Er, isn't that just manual static assignment, then? Not SLAAC? Don't get me wrong, static addresses do make DNS easy...

jcalvinowens 16 hours ago | parent [-]

> Er, isn't that just manual static assignment, then? Not SLAAC?

Haha no, much dumber than that: I boot the machine, get the permanent SLAAC address it comes up with, put that in the static table, and re-run the script to generate the zone files. The downside is the address changes if you reinstall the OS, but I do that so rarely it honestly hasn't been a problem (and you can force the older MAC-based address generation if you want it to be stable). I wouldn't recommend this setup though...

I do also have some static addresses, like that DNS server address.

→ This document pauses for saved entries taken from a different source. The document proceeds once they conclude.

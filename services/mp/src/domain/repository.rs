#![allow(async_fn_in_trait)]

use crate::domain::types::{MpUser, MpUserPatch, NewMpUser, PhoneInfo, WeChatSession};
use crate::error::MpServiceError;

/// Repository for mini-program accounts.
pub trait MpUserRepository: Send + Sync {
    /// Live account by id.
    async fn find_by_id(&self, id: i64) -> Result<Option<MpUser>, MpServiceError>;

    /// Account holding `openid`, soft-deleted rows included.
    async fn find_by_openid(&self, openid: &str) -> Result<Option<MpUser>, MpServiceError>;

    async fn create(&self, user: &NewMpUser) -> Result<MpUser, MpServiceError>;

    /// Store a fresh session key. `unionid` is only written when present.
    async fn update_session(
        &self,
        id: i64,
        session_key: &str,
        unionid: Option<&str>,
    ) -> Result<MpUser, MpServiceError>;

    async fn update_phone(&self, id: i64, phone: &str) -> Result<(), MpServiceError>;

    async fn update_profile(&self, id: i64, patch: &MpUserPatch)
    -> Result<MpUser, MpServiceError>;
}

/// WeChat open platform calls used by the mini-program login flow.
pub trait WeChatPort: Send + Sync {
    /// Exchange a `wx.login` code for the caller's openid and session key.
    async fn code2session(&self, code: &str) -> Result<WeChatSession, MpServiceError>;

    /// Exchange a `getPhoneNumber` code for the bound phone number.
    async fn phone_number(&self, code: &str) -> Result<PhoneInfo, MpServiceError>;
}
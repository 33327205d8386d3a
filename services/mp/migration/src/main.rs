use sea_orm_migration::prelude::*;

use yiya_mp_migration::Migrator;

#[tokio::main]
async fn main() {
    cli::run_cli(Migrator).await;
}
#![allow(async_fn_in_trait)]

use chrono::{DateTime, Utc};

use yiya_domain::pagination::PageRequest;

use crate::domain::types::{
    AdminUser, MenuNode, MenuPatch, NewMenu, NewPermission, NewRole, NewUser, Permission,
    PermissionPatch, ResolvedUser, Role, RolePatch, UserFilter, UserPatch,
};
use crate::error::AdminServiceError;

// Every read excludes soft-deleted rows unless the method says otherwise.

/// Repository for back-office accounts.
pub trait UserRepository: Send + Sync {
    async fn find_by_id(&self, id: i64) -> Result<Option<AdminUser>, AdminServiceError>;

    async fn find_by_username(&self, username: &str)
    -> Result<Option<AdminUser>, AdminServiceError>;

    /// True if any row, deleted or not, holds `username`.
    async fn username_taken(&self, username: &str) -> Result<bool, AdminServiceError>;

    /// One page ordered by id descending, plus the total match count.
    async fn list(
        &self,
        filter: &UserFilter,
        page: PageRequest,
    ) -> Result<(Vec<AdminUser>, u64), AdminServiceError>;

    async fn create(&self, user: &NewUser) -> Result<AdminUser, AdminServiceError>;

    async fn update(&self, id: i64, patch: &UserPatch) -> Result<AdminUser, AdminServiceError>;

    async fn update_password(&self, id: i64, password_hash: &str)
    -> Result<(), AdminServiceError>;

    async fn record_login(
        &self,
        id: i64,
        at: DateTime<Utc>,
        ip: Option<&str>,
    ) -> Result<(), AdminServiceError>;

    async fn soft_delete(&self, id: i64) -> Result<(), AdminServiceError>;

    /// Replace the user's role set in one transaction.
    async fn replace_roles(&self, user_id: i64, role_ids: &[i64]) -> Result<(), AdminServiceError>;

    /// Load the user with non-deleted roles, their non-deleted permissions and
    /// their menu ids.
    async fn resolve(&self, id: i64) -> Result<Option<ResolvedUser>, AdminServiceError>;
}

/// Repository for roles and their grants.
pub trait RoleRepository: Send + Sync {
    /// All roles ordered by id.
    async fn list(&self) -> Result<Vec<Role>, AdminServiceError>;

    async fn find_by_id(&self, id: i64) -> Result<Option<Role>, AdminServiceError>;

    /// True if any row, deleted or not, holds `code`.
    async fn code_taken(&self, code: &str) -> Result<bool, AdminServiceError>;

    async fn create(&self, role: &NewRole) -> Result<Role, AdminServiceError>;

    async fn update(&self, id: i64, patch: &RolePatch) -> Result<Role, AdminServiceError>;

    async fn soft_delete(&self, id: i64) -> Result<(), AdminServiceError>;

    /// Subset of `ids` that exist.
    async fn existing_ids(&self, ids: &[i64]) -> Result<Vec<i64>, AdminServiceError>;

    async fn permissions(&self, role_id: i64) -> Result<Vec<Permission>, AdminServiceError>;

    async fn menus(&self, role_id: i64) -> Result<Vec<MenuNode>, AdminServiceError>;

    /// Replace the role's permission set in one transaction.
    async fn replace_permissions(
        &self,
        role_id: i64,
        permission_ids: &[i64],
    ) -> Result<(), AdminServiceError>;

    /// Replace the role's menu set in one transaction.
    async fn replace_menus(&self, role_id: i64, menu_ids: &[i64]) -> Result<(), AdminServiceError>;
}

/// Repository for the permission catalog.
pub trait PermissionRepository: Send + Sync {
    /// All permissions ordered by id.
    async fn list(&self) -> Result<Vec<Permission>, AdminServiceError>;

    async fn find_by_id(&self, id: i64) -> Result<Option<Permission>, AdminServiceError>;

    /// True if any row, deleted or not, holds `code`.
    async fn code_taken(&self, code: &str) -> Result<bool, AdminServiceError>;

    async fn create(&self, permission: &NewPermission) -> Result<Permission, AdminServiceError>;

    async fn update(
        &self,
        id: i64,
        patch: &PermissionPatch,
    ) -> Result<Permission, AdminServiceError>;

    async fn soft_delete(&self, id: i64) -> Result<(), AdminServiceError>;

    async fn existing_ids(&self, ids: &[i64]) -> Result<Vec<i64>, AdminServiceError>;
}

/// Repository for menu nodes.
pub trait MenuRepository: Send + Sync {
    /// Menus ordered by `(sort, id)`; disabled ones only when asked.
    async fn list(&self, include_disabled: bool) -> Result<Vec<MenuNode>, AdminServiceError>;

    /// Enabled menus among `ids`, ordered by `(sort, id)`.
    async fn list_enabled_by_ids(&self, ids: &[i64]) -> Result<Vec<MenuNode>, AdminServiceError>;

    async fn find_by_id(&self, id: i64) -> Result<Option<MenuNode>, AdminServiceError>;

    /// True if any row other than `exclude_id`, deleted or not, holds `name`.
    async fn name_taken(
        &self,
        name: &str,
        exclude_id: Option<i64>,
    ) -> Result<bool, AdminServiceError>;

    /// `(id, parent_id)` of every menu.
    async fn edges(&self) -> Result<Vec<(i64, i64)>, AdminServiceError>;

    async fn create(&self, menu: &NewMenu) -> Result<MenuNode, AdminServiceError>;

    async fn update(&self, id: i64, patch: &MenuPatch) -> Result<MenuNode, AdminServiceError>;

    /// Soft-delete `id` and all of its descendants in one transaction.
    /// Returns the deleted ids.
    async fn delete_subtree(&self, id: i64) -> Result<Vec<i64>, AdminServiceError>;

    async fn existing_ids(&self, ids: &[i64]) -> Result<Vec<i64>, AdminServiceError>;
}

/// Refresh-token allow list and revoked-token deny list.
pub trait TokenStore: Send + Sync {
    async fn store_refresh(
        &self,
        user_id: i64,
        token: &str,
        ttl_secs: u64,
    ) -> Result<(), AdminServiceError>;

    async fn refresh_exists(&self, user_id: i64, token: &str) -> Result<bool, AdminServiceError>;

    async fn remove_refresh(&self, user_id: i64, token: &str) -> Result<(), AdminServiceError>;

    async fn blacklist(&self, token: &str, ttl_secs: u64) -> Result<(), AdminServiceError>;

    async fn is_blacklisted(&self, token: &str) -> Result<bool, AdminServiceError>;
}
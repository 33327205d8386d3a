use sea_orm::entity::prelude::*;

#[derive(Clone, Debug, PartialEq, Eq, DeriveEntityModel)]
#[sea_orm(table_name = "admin_user_role")]
pub struct Model {
    #[sea_orm(primary_key, auto_increment = false)]
    pub user_id: i64,
    #[sea_orm(primary_key, auto_increment = false)]
    pub role_id: i64,
    pub created_at: DateTimeUtc,
}

#[derive(Copy, Clone, Debug, EnumIter, DeriveRelation)]
pub enum Relation {
    #[sea_orm(
        belongs_to = "super::admin_user::Entity",
        from = "Column::UserId",
        to = "super::admin_user::Column::Id",
        on_delete = "Cascade"
    )]
    User,
    #[sea_orm(
        belongs_to = "super::admin_role::Entity",
        from = "Column::RoleId",
        to = "super::admin_role::Column::Id",
        on_delete = "Cascade"
    )]
    Role,
}

impl Related<super::admin_user::Entity> for Entity {
    fn to() -> RelationDef {
        Relation::User.def()
    }
}

impl Related<super::admin_role::Entity> for Entity {
    fn to() -> RelationDef {
        Relation::Role.def()
    }
}

impl ActiveModelBehavior for ActiveModel {}
pub mod access;
pub mod menu_tree;
pub mod repository;
pub mod types;
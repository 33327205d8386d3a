//! Permission checks over a [`ResolvedUser`].
//!
//! The evaluator is pure: it never touches storage and never fails. Turning a
//! `false` into a 403 is the caller's job (see `handlers::guard`).

use std::collections::BTreeSet;

use yiya_domain::permission::SUPER_ADMIN_ROLE_CODE;

use crate::domain::types::ResolvedUser;

#[derive(Debug, Clone)]
pub struct AccessEvaluator {
    super_admin_code: String,
}

impl Default for AccessEvaluator {
    fn default() -> Self {
        Self::new(SUPER_ADMIN_ROLE_CODE)
    }
}

impl AccessEvaluator {
    /// `super_admin_code` is the role code that grants universal access.
    pub fn new(super_admin_code: impl Into<String>) -> Self {
        Self {
            super_admin_code: super_admin_code.into(),
        }
    }

    pub fn super_admin_code(&self) -> &str {
        &self.super_admin_code
    }

    /// True iff any role carries the super-admin code. Role status is ignored.
    pub fn is_super_admin(&self, user: &ResolvedUser) -> bool {
        user.roles.iter().any(|r| r.code == self.super_admin_code)
    }

    /// Union of permission codes over all roles.
    pub fn effective_permissions<'a>(&self, user: &'a ResolvedUser) -> BTreeSet<&'a str> {
        user.roles
            .iter()
            .flat_map(|r| r.permissions.iter().map(String::as_str))
            .collect()
    }

    pub fn has_permission(&self, user: &ResolvedUser, code: &str) -> bool {
        if self.is_super_admin(user) {
            return true;
        }
        user.roles
            .iter()
            .any(|r| r.permissions.iter().any(|p| p == code))
    }

    /// An empty `codes` list yields `false` for everyone but super-admins.
    pub fn has_any_permission(&self, user: &ResolvedUser, codes: &[&str]) -> bool {
        if self.is_super_admin(user) {
            return true;
        }
        let granted = self.effective_permissions(user);
        codes.iter().any(|c| granted.contains(c))
    }

    /// An empty `codes` list yields `true` for everyone.
    pub fn has_all_permissions(&self, user: &ResolvedUser, codes: &[&str]) -> bool {
        if self.is_super_admin(user) {
            return true;
        }
        let granted = self.effective_permissions(user);
        codes.iter().all(|c| granted.contains(c))
    }

    /// Codes from `codes` the user lacks, in input order.
    pub fn missing_permissions<'c>(&self, user: &ResolvedUser, codes: &[&'c str]) -> Vec<&'c str> {
        if self.is_super_admin(user) {
            return Vec::new();
        }
        let granted = self.effective_permissions(user);
        codes
            .iter()
            .copied()
            .filter(|c| !granted.contains(c))
            .collect()
    }
}
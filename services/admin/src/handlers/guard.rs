//! Route guards: turn a negative access answer into a 403 that names what was
//! missing.

use crate::domain::access::AccessEvaluator;
use crate::domain::types::ResolvedUser;
use crate::error::AdminServiceError;

pub fn require_perm(
    evaluator: &AccessEvaluator,
    user: &ResolvedUser,
    code: &str,
) -> Result<(), AdminServiceError> {
    if evaluator.has_permission(user, code) {
        return Ok(());
    }
    Err(AdminServiceError::forbidden(&[code]))
}

/// Passes when the user holds at least one of `codes`; the error lists them all.
pub fn require_any_perm(
    evaluator: &AccessEvaluator,
    user: &ResolvedUser,
    codes: &[&str],
) -> Result<(), AdminServiceError> {
    if evaluator.has_any_permission(user, codes) {
        return Ok(());
    }
    Err(AdminServiceError::forbidden(codes))
}

/// Passes when the user holds every code; the error lists only the missing ones.
pub fn require_all_perms(
    evaluator: &AccessEvaluator,
    user: &ResolvedUser,
    codes: &[&str],
) -> Result<(), AdminServiceError> {
    let missing = evaluator.missing_permissions(user, codes);
    if missing.is_empty() {
        return Ok(());
    }
    Err(AdminServiceError::forbidden(&missing))
}

pub fn require_super_admin(
    evaluator: &AccessEvaluator,
    user: &ResolvedUser,
) -> Result<(), AdminServiceError> {
    if evaluator.is_super_admin(user) {
        return Ok(());
    }
    Err(AdminServiceError::SuperAdminRequired)
}
pub mod auth;
pub mod current_user;
pub mod guard;
pub mod health;
pub mod menu;
pub mod permission;
pub mod role;
pub mod user;
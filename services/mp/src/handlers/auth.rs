use axum::Json;
use axum::extract::State;
use serde::{Deserialize, Serialize};

use yiya_auth_types::token::BEARER;

use crate::error::MpServiceError;
use crate::handlers::current_user::CurrentMpUser;
use crate::state::AppState;
use crate::usecase::auth::{BindPhoneUseCase, LoginByCodeUseCase};

// ── POST /auth/login_by_code ─────────────────────────────────────────────────

#[derive(Deserialize)]
pub struct LoginByCodeRequest {
    pub code: String,
}

#[derive(Serialize)]
pub struct LoginByCodeResponse {
    pub access_token: String,
    pub refresh_token: String,
    pub token_type: &'static str,
    pub expires_in: u64,
    pub is_new_user: bool,
    pub need_bind_phone: bool,
}

pub async fn login_by_code(
    State(state): State<AppState>,
    Json(body): Json<LoginByCodeRequest>,
) -> Result<Json<LoginByCodeResponse>, MpServiceError> {
    let usecase = LoginByCodeUseCase {
        users: state.user_repo(),
        wechat: state.wechat.clone(),
        issuer: state.issuer.clone(),
    };
    let out = usecase.execute(&body.code).await?;
    Ok(Json(LoginByCodeResponse {
        access_token: out.access_token,
        refresh_token: out.refresh_token,
        token_type: BEARER,
        expires_in: out.expires_in,
        is_new_user: out.is_new_user,
        need_bind_phone: out.need_bind_phone,
    }))
}

// ── POST /auth/bind_phone ────────────────────────────────────────────────────

#[derive(Deserialize)]
pub struct BindPhoneRequest {
    pub code: String,
}

#[derive(Serialize)]
pub struct BindPhoneResponse {
    pub phone: String,
}

pub async fn bind_phone(
    State(state): State<AppState>,
    CurrentMpUser(user): CurrentMpUser,
    Json(body): Json<BindPhoneRequest>,
) -> Result<Json<BindPhoneResponse>, MpServiceError> {
    let usecase = BindPhoneUseCase {
        users: state.user_repo(),
        wechat: state.wechat.clone(),
    };
    let phone = usecase.execute(user.id, &body.code).await?;
    Ok(Json(BindPhoneResponse { phone }))
}
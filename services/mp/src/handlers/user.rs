use axum::Json;
use axum::extract::State;
use chrono::{DateTime, Utc};
use serde::{Deserialize, Serialize};

use crate::domain::types::{MpUser, MpUserPatch};
use crate::error::MpServiceError;
use crate::handlers::current_user::CurrentMpUser;
use crate::state::AppState;
use crate::usecase::user::UpdateMeUseCase;

/// Profile as shown to the mini-program. Session keys never leave the server.
#[derive(Serialize)]
pub struct MpUserResponse {
    pub id: i64,
    pub openid: String,
    pub nickname: Option<String>,
    pub avatar: Option<String>,
    pub phone: Option<String>,
    pub gender: Option<i32>,
    pub country: Option<String>,
    pub province: Option<String>,
    pub city: Option<String>,
    #[serde(serialize_with = "yiya_core::serde::to_rfc3339_ms")]
    pub created_at: DateTime<Utc>,
}

impl From<MpUser> for MpUserResponse {
    fn from(user: MpUser) -> Self {
        Self {
            id: user.id,
            openid: user.openid,
            nickname: user.nickname,
            avatar: user.avatar,
            phone: user.phone,
            gender: user.gender,
            country: user.country,
            province: user.province,
            city: user.city,
            created_at: user.created_at,
        }
    }
}

// ── GET /user/me ─────────────────────────────────────────────────────────────

pub async fn get_me(CurrentMpUser(user): CurrentMpUser) -> Json<MpUserResponse> {
    Json(user.into())
}

// ── PUT /user/me ─────────────────────────────────────────────────────────────

#[derive(Deserialize)]
pub struct UpdateMeRequest {
    pub nickname: Option<String>,
    pub avatar: Option<String>,
}

pub async fn update_me(
    State(state): State<AppState>,
    CurrentMpUser(user): CurrentMpUser,
    Json(body): Json<UpdateMeRequest>,
) -> Result<Json<MpUserResponse>, MpServiceError> {
    let usecase = UpdateMeUseCase {
        users: state.user_repo(),
    };
    let patch = MpUserPatch {
        nickname: body.nickname,
        avatar: body.avatar,
    };
    let updated = usecase.execute(user.id, patch).await?;
    Ok(Json(updated.into()))
}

yjftsjthsd-h 16 hours ago | parent [-]

LLOL, okay yes that is. Er. An unusual setup:D As the guy who usually says "if it works"... I'm surprised that works. But only because I thought SLAAC addresses changed at least per-boot. But since that clearly isn't the case: Well, if it works...

P.S. thanks for the funniest HN comment I've read in a while

kstrauser 17 hours ago | parent | prev | next [-]

Every device on my LAN handles mDNS, or at least the ones I SSH to do.

hbogert 17 hours ago | parent | prev [-]

Nothing is stopping your router which does RA to also work in tandem with an internal dns server that can do hostnames for you mapped to slaac addresses.

yjftsjthsd-h 17 hours ago | parent [-]

I'm not sure I follow? AIUI, RA lets you tell hosts about a DNS server, and an internal DNS server could have AAAA records pointing at SLAAC addresses, but how would it know what hostnames go to those addresses?